Overall, McCain’s statement was so badly twisted that it may be more accurate if it were reversed: Obama’s plan would make it easier for more Americans to find and keep good health insurance (since it allows people to keep the care that they have), while McCain’s will likely cause many businesses to drop health-insurance coverage and will force families to deal with HMO bureaucrats as they fend for themselves in the private health-insurance market (since it cuts subsidies for employer-sponsored health insurance and doesn’t fully fix the individual health insurance market).

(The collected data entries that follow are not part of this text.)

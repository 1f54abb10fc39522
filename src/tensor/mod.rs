pub mod compute_tensor;
pub mod image_conv;
pub mod tensor_data;
pub mod tensor_desc;

pub use compute_tensor::Tensor;
pub use tensor_data::TensorData;
pub use tensor_desc::TensorDesc;
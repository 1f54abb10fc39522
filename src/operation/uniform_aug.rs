use std::sync::Arc;

use crate::config::KernelConfig;
use crate::error::ParamError;
use crate::kernel::{TensorKernel, UniformAugKernel};

use super::{Descriptor, TensorOperation};

// Children are expected to come out of their own factories, they are not
// revalidated here or on build.
#[derive(Clone, Debug, PartialEq)]
pub struct UniformAugOperation {
    pub transforms: Vec<Arc<TensorOperation>>,
    pub num_ops: i32,
}

impl UniformAugOperation {
    pub fn new(transforms: Vec<Arc<TensorOperation>>, num_ops: i32) -> Self {
        Self { transforms, num_ops }
    }
}

impl Descriptor for UniformAugOperation {
    fn name(&self) -> &'static str {
        "UniformAugment"
    }

    fn check(&self) -> Result<(), ParamError> {
        Ok(())
    }

    fn build_kernel(&self, config: &KernelConfig) -> Arc<dyn TensorKernel> {
        let kernels = self
            .transforms
            .iter()
            .enumerate()
            .map(|(i, op)| op.build_with(&config.child(i)))
            .collect();
        Arc::new(UniformAugKernel::new(kernels, self.num_ops, config))
    }

    fn config_string(&self) -> String {
        let names: Vec<&str> = self.transforms.iter().map(|op| op.name()).collect();
        format!("transforms=[{}], num_ops={}", names.join(", "), self.num_ops)
    }
}
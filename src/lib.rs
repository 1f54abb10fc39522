pub mod config;
pub mod error;
pub mod kernel;
pub mod operation;
pub mod tensor;
pub mod vision;

pub use config::KernelConfig;
pub use error::{ParamError, Result, TransformError};
pub use kernel::{BorderType, InterpolationMode, KernelArgs, TensorKernel};
pub use operation::TensorOperation;
pub use tensor::{Tensor, TensorData, TensorDesc};
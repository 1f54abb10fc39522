use std::sync::Mutex;

use rand::rngs::StdRng;
use rand::Rng;

use crate::config::KernelConfig;
use crate::error::{Result, TransformError};
use crate::tensor::Tensor;

use super::{KernelArgs, TensorKernel};

#[derive(Clone, Copy, Debug, PartialEq, Eq)]
pub enum FlipAxis {
    Horizontal,
    Vertical,
}

// Mirrors the image along `axis` with probability `prob`
#[derive(Debug)]
pub struct RandomFlipKernel {
    pub axis: FlipAxis,
    pub prob: f32,
    rng: Mutex<StdRng>,
}

impl RandomFlipKernel {
    pub fn horizontal(prob: f32, config: &KernelConfig) -> Self {
        Self {
            axis: FlipAxis::Horizontal,
            prob,
            rng: config.rng(),
        }
    }

    pub fn vertical(prob: f32, config: &KernelConfig) -> Self {
        Self {
            axis: FlipAxis::Vertical,
            prob,
            rng: config.rng(),
        }
    }
}

impl TensorKernel for RandomFlipKernel {
    fn name(&self) -> &'static str {
        match self.axis {
            FlipAxis::Horizontal => "RandomHorizontalFlip",
            FlipAxis::Vertical => "RandomVerticalFlip",
        }
    }

    fn args(&self) -> KernelArgs {
        match self.axis {
            FlipAxis::Horizontal => KernelArgs::RandomHorizontalFlip { prob: self.prob },
            FlipAxis::Vertical => KernelArgs::RandomVerticalFlip { prob: self.prob },
        }
    }

    fn apply(&self, input: &Tensor) -> Result<Tensor> {
        let (height, width, _) = input.image_dims()?;
        let flip = {
            let mut rng = self.rng.lock().map_err(|_| TransformError::RngLockError)?;
            rng.gen::<f32>() < self.prob
        };
        if !flip {
            return Ok(input.clone());
        }

        match self.axis {
            FlipAxis::Horizontal => input.remap(height, width, [0; 3], |y, x| Some((y, width - 1 - x))),
            FlipAxis::Vertical => input.remap(height, width, [0; 3], |y, x| Some((height - 1 - y, x))),
        }
    }
}

#[cfg(test)]
mod tests {
    use super::*;

    fn grid() -> Tensor {
        Tensor::from_u8(vec![2, 3], vec![1, 2, 3, 4, 5, 6]).unwrap()
    }

    #[test]
    fn certain_horizontal_flip_mirrors_columns() {
        let out = RandomFlipKernel::horizontal(1.0, &KernelConfig::default()).apply(&grid()).unwrap();
        assert_eq!(out.as_u8().unwrap(), &[3, 2, 1, 6, 5, 4]);
    }

    #[test]
    fn certain_vertical_flip_mirrors_rows() {
        let out = RandomFlipKernel::vertical(1.0, &KernelConfig::default()).apply(&grid()).unwrap();
        assert_eq!(out.as_u8().unwrap(), &[4, 5, 6, 1, 2, 3]);
    }

    #[test]
    fn zero_probability_never_flips() {
        let kernel = RandomFlipKernel::horizontal(0.0, &KernelConfig::default());
        for _ in 0..16 {
            assert_eq!(kernel.apply(&grid()).unwrap(), grid());
        }
    }

    #[test]
    fn names_follow_the_axis() {
        let config = KernelConfig::default();
        assert_eq!(RandomFlipKernel::horizontal(0.5, &config).name(), "RandomHorizontalFlip");
        assert_eq!(
            RandomFlipKernel::vertical(0.5, &config).args(),
            KernelArgs::RandomVerticalFlip { prob: 0.5 }
        );
    }
}
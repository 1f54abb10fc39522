use std::error::Error;
use std::{env, fs, process};

use log::info;

use dataset_vision::{vision, InterpolationMode, KernelConfig, Tensor};

// Decodes one image file and runs it through a small preprocessing chain.
fn run(path: &str, config: &KernelConfig) -> Result<Tensor, Box<dyn Error>> {
    let chain = [
        vision::decode(true),
        vision::resize(vec![224], InterpolationMode::Bilinear),
        vision::random_horizontal_flip(0.5),
        vision::normalize(vec![0.485, 0.456, 0.406], vec![0.229, 0.224, 0.225]),
    ];

    let mut tensor = Tensor::encoded(fs::read(path)?);
    for (i, op) in chain.iter().enumerate() {
        let op = op.as_ref().ok_or("invalid transform parameters")?;
        let kernel = op.build_with(&config.child(i));
        tensor = kernel.apply(&tensor)?;
        info!("{} -> {:?}", op, tensor.shape());
    }
    Ok(tensor)
}

fn main() {
    env_logger::init();

    let args: Vec<String> = env::args().collect();
    if args.len() < 2 {
        eprintln!("usage: {} <image> [seed]", args[0]);
        process::exit(2);
    }

    let config = match args.get(2).map(|seed| seed.parse::<u64>()) {
        Some(Ok(seed)) => KernelConfig::seeded(seed),
        Some(Err(err)) => {
            eprintln!("invalid seed: {}", err);
            process::exit(2);
        }
        None => KernelConfig::default(),
    };

    match run(&args[1], &config) {
        Ok(tensor) => println!("{:?}", tensor.shape()),
        Err(err) => {
            eprintln!("error: {}", err);
            process::exit(1);
        }
    }
}
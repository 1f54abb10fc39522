use crate::error::{Result, TransformError};
use crate::tensor::Tensor;

use super::{resolve_size, InterpolationMode, KernelArgs, TensorKernel};

#[derive(Clone, Debug)]
pub struct ResizeKernel {
    pub height: i32,
    pub width: i32,
    pub interpolation: InterpolationMode,
}

impl ResizeKernel {
    pub fn new(height: i32, width: i32, interpolation: InterpolationMode) -> Self {
        Self {
            height,
            width,
            interpolation,
        }
    }
}

impl TensorKernel for ResizeKernel {
    fn name(&self) -> &'static str {
        "Resize"
    }

    fn args(&self) -> KernelArgs {
        KernelArgs::Resize {
            height: self.height,
            width: self.width,
            interpolation: self.interpolation,
        }
    }

    fn apply(&self, input: &Tensor) -> Result<Tensor> {
        let (out_h, out_w) = resolve_size(self.height, self.width)?;
        let (height, width, _) = input.image_dims()?;
        if height == 0 || width == 0 {
            return Err(TransformError::InvalidShape {
                shape: input.shape().to_vec(),
                reason: "cannot resize an empty image".to_string(),
            });
        }

        let resized = input.to_dynamic_image()?.resize_exact(
            out_w as u32,
            out_h as u32,
            self.interpolation.filter_type(),
        );
        Ok(Tensor::from_dynamic_image(resized, input.desc.rank() == 2))
    }
}

#[cfg(test)]
mod tests {
    use super::*;

    #[test]
    fn resizes_to_the_requested_size() {
        let t = Tensor::from_u8(vec![4, 6, 3], vec![50; 72]).unwrap();
        let out = ResizeKernel::new(2, 3, InterpolationMode::Bilinear).apply(&t).unwrap();
        assert_eq!(out.shape(), &[2, 3, 3]);
        assert!(out.as_u8().unwrap().iter().all(|&v| v == 50));
    }

    #[test]
    fn zero_width_resizes_to_a_square() {
        let t = Tensor::from_u8(vec![4, 6], vec![0; 24]).unwrap();
        let out = ResizeKernel::new(5, 0, InterpolationMode::Nearest).apply(&t).unwrap();
        assert_eq!(out.shape(), &[5, 5]);
    }

    #[test]
    fn nearest_upscale_replicates_pixels() {
        let t = Tensor::from_u8(vec![1, 2], vec![10, 20]).unwrap();
        let out = ResizeKernel::new(1, 4, InterpolationMode::Nearest).apply(&t).unwrap();
        let data = out.as_u8().unwrap();
        assert_eq!(data.len(), 4);
        assert!(data.iter().all(|&v| v == 10 || v == 20));
        assert_eq!((data[0], data[3]), (10, 20));
    }

    #[test]
    fn f32_rgb_stays_f32() {
        let t = Tensor::from_f32(vec![2, 2, 3], vec![0.25; 12]).unwrap();
        let out = ResizeKernel::new(4, 4, InterpolationMode::Bicubic).apply(&t).unwrap();
        assert_eq!(out.shape(), &[4, 4, 3]);
        assert!(out.as_f32().is_some());
    }
}
use std::sync::Mutex;

use rand::rngs::StdRng;
use rand::{Rng, SeedableRng};

// Seed policy handed to random kernels at build time.
// With no seed every kernel draws a fresh one from the thread RNG.
#[derive(Clone, Debug, Default, PartialEq, Eq)]
pub struct KernelConfig {
    pub seed: Option<u64>,
}

impl KernelConfig {
    pub fn seeded(seed: u64) -> Self {
        Self { seed: Some(seed) }
    }

    // Config for the `index`-th child of a composite kernel, so siblings
    // built from one seed do not replay the same stream.
    pub fn child(&self, index: usize) -> Self {
        Self {
            seed: self.seed.map(|seed| seed.wrapping_add(index as u64 + 1)),
        }
    }

    pub fn rng(&self) -> Mutex<StdRng> {
        let seed = self.seed.unwrap_or_else(|| rand::thread_rng().gen());
        Mutex::new(StdRng::seed_from_u64(seed))
    }
}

Perhaps I am too idealistic, but should we not hold our leaders accountable when they lie to us like this? Instead, the polls suggest McCain is benefiting from his misrepresentations. McCain has somehow become a candidate of change as well, and skinning a grizzly bear has suddenly become a more important qualification than graduating magna cum laude from Harvard Law. It’s OK if someone wants to vote for McCain because of his policies or his record, but please don’t vote for a four-term Senator because you think that he can bring a fresh face to Washington.
Now that I’m back at Yale, it is tempting to become cynical about politics, but in this upcoming election, the stakes are too high to stay silent. I look forward to writing this column for its third year to do my part to promote informed debate about public-health issues in New Haven and around the world. Together, we can bring a dose of reality to today’s rhetoric and make the world a healthier place.
Robert Nelb is a student at the School of Public Health.